At the age of 17 Tala founded his first band. The Rock Boys, with which he played his first compositions that quickly became a regional success: Although heavily influenced at this time by omnipresent French and American pop / rock sounds, the young artist wrote from the beginning his own texts. These lyrics – with an often deep moral or philosophical message – will become an important hallmark of Tala’s music.
The group quickly gained some success and began a tour of the Bamileke country and the rest of Cameroon. André Marie Tala is becoming more and more confident and decided to change the name of the group in Les Tigres Noirs ( The Black Tigers). At the same time a talented and promising young guitarist named Sam Fan Thomas joined the band.
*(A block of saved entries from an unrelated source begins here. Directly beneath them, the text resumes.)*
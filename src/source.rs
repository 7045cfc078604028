//! Source Module
//!
//! 入力ファイルハンドルを抽象化し、メモリ上のバイト列として読み込むモジュール。

use std::fs;
use std::io;
use std::path::{Path, PathBuf};

/// 名前付きの入力ファイル
///
/// バッチ処理の1要素です。読み込みは1回のみ試行され、リトライはしません。
pub trait FileSource {
    /// 失敗レポートに表示するファイル名
    fn name(&self) -> &str;

    /// ファイル全体をバイト列として読み込む
    fn read_bytes(&self) -> io::Result<Vec<u8>>;
}

impl<T: FileSource + ?Sized> FileSource for &T {
    fn name(&self) -> &str {
        (**self).name()
    }

    fn read_bytes(&self) -> io::Result<Vec<u8>> {
        (**self).read_bytes()
    }
}

impl<T: FileSource + ?Sized> FileSource for Box<T> {
    fn name(&self) -> &str {
        (**self).name()
    }

    fn read_bytes(&self) -> io::Result<Vec<u8>> {
        (**self).read_bytes()
    }
}

/// ファイルシステム上のファイル
#[derive(Debug, Clone)]
pub struct FileInput {
    path: PathBuf,
    name: String,
}

impl FileInput {
    /// パスから入力ファイルを生成
    ///
    /// 表示名にはパスの最終要素（ファイル名）を使用します。
    pub fn new(path: impl Into<PathBuf>) -> Self {
        let path = path.into();
        let name = path
            .file_name()
            .map(|n| n.to_string_lossy().into_owned())
            .unwrap_or_else(|| path.display().to_string());
        Self { path, name }
    }

    /// 入力ファイルのパス
    pub fn path(&self) -> &Path {
        &self.path
    }
}

impl FileSource for FileInput {
    fn name(&self) -> &str {
        &self.name
    }

    fn read_bytes(&self) -> io::Result<Vec<u8>> {
        fs::read(&self.path)
    }
}

/// メモリ上のファイル（アップロード済みのバッファなど）
#[derive(Debug, Clone, PartialEq, Eq)]
pub struct MemoryFile {
    name: String,
    data: Vec<u8>,
}

impl MemoryFile {
    pub fn new(name: impl Into<String>, data: Vec<u8>) -> Self {
        Self {
            name: name.into(),
            data,
        }
    }
}

impl FileSource for MemoryFile {
    fn name(&self) -> &str {
        &self.name
    }

    fn read_bytes(&self) -> io::Result<Vec<u8>> {
        Ok(self.data.clone())
    }
}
The latter will later make a successful international solo career with his Makassi rhythm and reached the top of the African charts in the 80s and 90s with a string of danceable hits such as: African Typic Collection, Noa and Mandela.
In October 1972, André Marie Tala flew for the first time to France, where he signed a contract with Decca. On this occasion he starts his first collaboration with Manu Diabango. This meeting marks a turning point in his career. Three 45-rpm singles come from it, including six Tala compositions, arranged by Manu Dibango: Sikati, Forgive Me, Potaksina, Café , Na Mala Ebolo and Bwop.These titles become a great (inter)national success, In particular Na Mala Ebolo becomes a real master stroke with more than 120.000 copies sold in 1973.
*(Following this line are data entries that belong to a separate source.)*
//! Sort Module
//!
//! 正規化済みの行を分類（C/P）、次に説明の順で安定ソートする。

use std::cmp::Ordering;

use crate::collation::{self, collation_key};
use crate::types::NormalizedRow;

/// 行を決定的な順序に並べ替える
///
/// 第1キーは`classification`、第2キーは`description`で、どちらも
/// スペイン語の一次強度照合で比較します。両キーが同値の行は元の相対順序を保ちます。
pub fn sort_rows(rows: &mut [NormalizedRow]) {
    rows.sort_by_cached_key(|row| {
        (
            collation_key(&row.classification),
            collation_key(&row.description),
        )
    });
}

/// 2行の順序を比較する
pub fn compare_rows(a: &NormalizedRow, b: &NormalizedRow) -> Ordering {
    collation::compare(&a.classification, &b.classification)
        .then_with(|| collation::compare(&a.description, &b.description))
}

#[cfg(test)]
mod tests {
    use super::*;

    fn row(description: &str, barcode: &str, classification: &str) -> NormalizedRow {
        NormalizedRow::new(description, barcode, classification)
    }

    #[test]
    fn test_sort_by_classification_then_description() {
        let mut rows = vec![
            row("AGUA", "111", "b"),
            row("PAN", "222", "a"),
            row("ARROZ", "333", "b"),
            row("LECHE", "444", "A"),
        ];
        sort_rows(&mut rows);

        let order: Vec<&str> = rows.iter().map(|r| r.description.as_str()).collect();
        assert_eq!(order, vec!["LECHE", "PAN", "AGUA", "ARROZ"]);
    }

    #[test]
    fn test_empty_classification_sorts_first() {
        let mut rows = vec![row("B", "", "x"), row("A", "", "")];
        sort_rows(&mut rows);
        assert_eq!(rows[0].description, "A");
    }

    #[test]
    fn test_stable_for_exact_ties() {
        let mut rows = vec![
            row("JABÓN", "1", "a"),
            row("JABON", "2", "A"),
            row("JABÓN", "3", "a"),
        ];
        sort_rows(&mut rows);
        let barcodes: Vec<&str> = rows.iter().map(|r| r.barcode.as_str()).collect();
        assert_eq!(barcodes, vec!["1", "2", "3"]);
    }

    #[test]
    fn test_enye_ordering_in_descriptions() {
        let mut rows = vec![row("ÑOQUI", "", "a"), row("OREGANO", "", "a"), row("NUEZ", "", "a")];
        sort_rows(&mut rows);
        let order: Vec<&str> = rows.iter().map(|r| r.description.as_str()).collect();
        assert_eq!(order, vec!["NUEZ", "ÑOQUI", "OREGANO"]);
    }

    #[test]
    fn test_compare_rows_agrees_with_sort() {
        let mut rows = vec![row("B", "", "2"), row("A", "", "10"), row("C", "", "2")];
        sort_rows(&mut rows);
        for pair in rows.windows(2) {
            assert_ne!(compare_rows(&pair[0], &pair[1]), Ordering::Greater);
        }
    }

    // プロパティベーステスト
    #[allow(unused_doc_comments)]
    mod property_tests {
        use super::*;
        use proptest::prelude::*;

        fn arb_row() -> impl Strategy<Value = NormalizedRow> {
            (
                "[a-cA-CñÑáé ]{0,4}",
                "[0-9]{0,3}",
                "[abAB]{0,1}",
            )
                .prop_map(|(d, b, c)| NormalizedRow::new(d, b, c))
        }

        #[allow(unused_doc_comments)]
        /// ソート済みの列を再ソートしても変化しない
        proptest! {
            #[test]
            fn test_sort_is_idempotent(rows in proptest::collection::vec(arb_row(), 0..40)) {
                let mut once = rows.clone();
                sort_rows(&mut once);
                let mut twice = once.clone();
                sort_rows(&mut twice);
                prop_assert_eq!(once, twice);
            }

            #[test]
            fn test_sort_is_ordered_and_stable(rows in proptest::collection::vec(arb_row(), 0..40)) {
                // バーコードに元の位置を埋め込んで安定性を確認する
                let mut indexed: Vec<NormalizedRow> = rows
                    .into_iter()
                    .enumerate()
                    .map(|(i, r)| NormalizedRow::new(r.description, i.to_string(), r.classification))
                    .collect();
                sort_rows(&mut indexed);

                for pair in indexed.windows(2) {
                    let ordering = compare_rows(&pair[0], &pair[1]);
                    prop_assert_ne!(ordering, Ordering::Greater);
                    if ordering == Ordering::Equal {
                        let a: usize = pair[0].barcode.parse().unwrap();
                        let b: usize = pair[1].barcode.parse().unwrap();
                        prop_assert!(a < b);
                    }
                }
            }
        }
    }
}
1n 1974 Tala composed the soundtrack of the film Pousse-Pousse by cameroonian director Daniel Kamwa and in 1975 he established his fame with the album Hot Koki. This international success will tempt James Brown to plagiarize Hot Koki under the title The Hustle. In 1978, after four years of bitter legal battles, Tala wins the case and James brown is sentenced to pay him back all his rights.
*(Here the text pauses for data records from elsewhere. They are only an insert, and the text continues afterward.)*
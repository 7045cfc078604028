//! listas_pdf - Merge spreadsheet inventory lists into one sorted PDF
//!
//! This crate reads a batch of inventory spreadsheets (XLSX, XLS, XLSB, ODS),
//! validates that each one carries the required columns, normalizes and sorts
//! the rows, and renders one table per file into a single paginated PDF.
//! Files that fail are reported individually and never abort the batch.
//!
//! # Quick Start
//!
//! ```rust,no_run
//! use listas_pdf::{FileInput, ListProcessorBuilder};
//!
//! fn main() -> Result<(), Box<dyn std::error::Error>> {
//!     let processor = ListProcessorBuilder::new().build()?;
//!
//!     let files = vec![FileInput::new("centro.xlsx"), FileInput::new("norte.xlsx")];
//!     let result = processor.process(&files)?;
//!
//!     for failure in &result.failures {
//!         eprintln!("{}: {}", failure.file_name, failure.message);
//!     }
//!     if let Some(document) = result.document {
//!         std::fs::write(&document.file_name, &document.bytes)?;
//!     }
//!
//!     Ok(())
//! }
//! ```
//!
//! For uploaded buffers, use `MemoryFile`:
//!
//! ```rust,no_run
//! use listas_pdf::{ListProcessorBuilder, MemoryFile};
//!
//! # fn main() -> Result<(), Box<dyn std::error::Error>> {
//! let processor = ListProcessorBuilder::new().build()?;
//! let upload: Vec<u8> = vec![]; // Your spreadsheet bytes
//! let result = processor.process(&[MemoryFile::new("subida.xlsx", upload)])?;
//! println!("{} ok, {} failed", result.success_count, result.failures.len());
//! # Ok(())
//! # }
//! ```
//!
//! # Custom Configuration
//!
//! ```rust,no_run
//! use listas_pdf::{ListProcessorBuilder, PageSize};
//!
//! # fn main() -> Result<(), Box<dyn std::error::Error>> {
//! let processor = ListProcessorBuilder::new()
//!     .with_output_name("Inventario.pdf")
//!     .with_page_size(PageSize::A4)
//!     .with_margin_mm(12.0)
//!     .with_compression(false)
//!     .build()?;
//! # Ok(())
//! # }
//! ```
//!
//! # Accounts
//!
//! The `accounts` module provides a local-only user store (login, password
//! recovery, profile edits, admin user management) over a pluggable
//! key-value store.

pub mod accounts;
mod api;
mod builder;
pub mod collation;
mod error;
mod normalize;
mod output;
mod parser;
mod schema;
mod security;
mod sort;
mod source;
mod types;

// 公開API
pub use api::{FileFailure, ListDocument, PageSize, ProcessResult};
pub use builder::{ListProcessor, ListProcessorBuilder, DEFAULT_OUTPUT_NAME};
pub use error::ListError;
pub use normalize::{normalize_record, normalize_records};
pub use output::{
    Align, ColumnSpec, ColumnWidth, ListTable, PdfReport, PdfStyle, RenderedReport,
    ReportRenderer, LIST_COLUMNS,
};
pub use parser::{CalamineDecoder, WorkbookDecoder};
pub use schema::{
    missing_columns, validate, COLUMN_BARCODE, COLUMN_CLASSIFICATION, COLUMN_DESCRIPTION,
    COLUMN_PRICE, REQUIRED_COLUMNS,
};
pub use security::SecurityConfig;
pub use sort::{compare_rows, sort_rows};
pub use source::{FileInput, FileSource, MemoryFile};
pub use types::{CellValue, NormalizedRow, Record, Sheet};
Since his debut he is compared with Stevie Wonder because of their common disability, blindness. But also because both man are excellent musicians and composers, with a strong moral personality who both belong to the top of the black musical culture. At this moment Tala’s careers spans almost half a century and his discography counts more than 25 albums.In the early 90s, Tala found again a fertile source of inspiration in traditional Bamileke rhythms. He started to modernize the musical genre Bend Skin, a Bamileke dance until then mainly practised in a tradional cultural surrounding. The research conducted by Tala on the Bend Skin rhythm, is crowned in 1993 by the release of the eponymous album, becomes a huge success in Cameroon and inspires lots of other musicians to further development of a modern Bend Skin style.
|Bend Skin or Moto Taxi|
In 2012, he began the project of opening a music school in Douala, Cameroon. This ambitious project is one of the dreams of the singer, which he is still actively working to achieve. In 2013 Tala starts the celebration of his 45-year enduring career with a concert in Douala Bercy. On May 17 2015 he gave a memorable show at the Olympia theatre in Paris together with his lifetime musical friend Sam Fan Thomas. In September 2016 he was on tour in the US and Canada.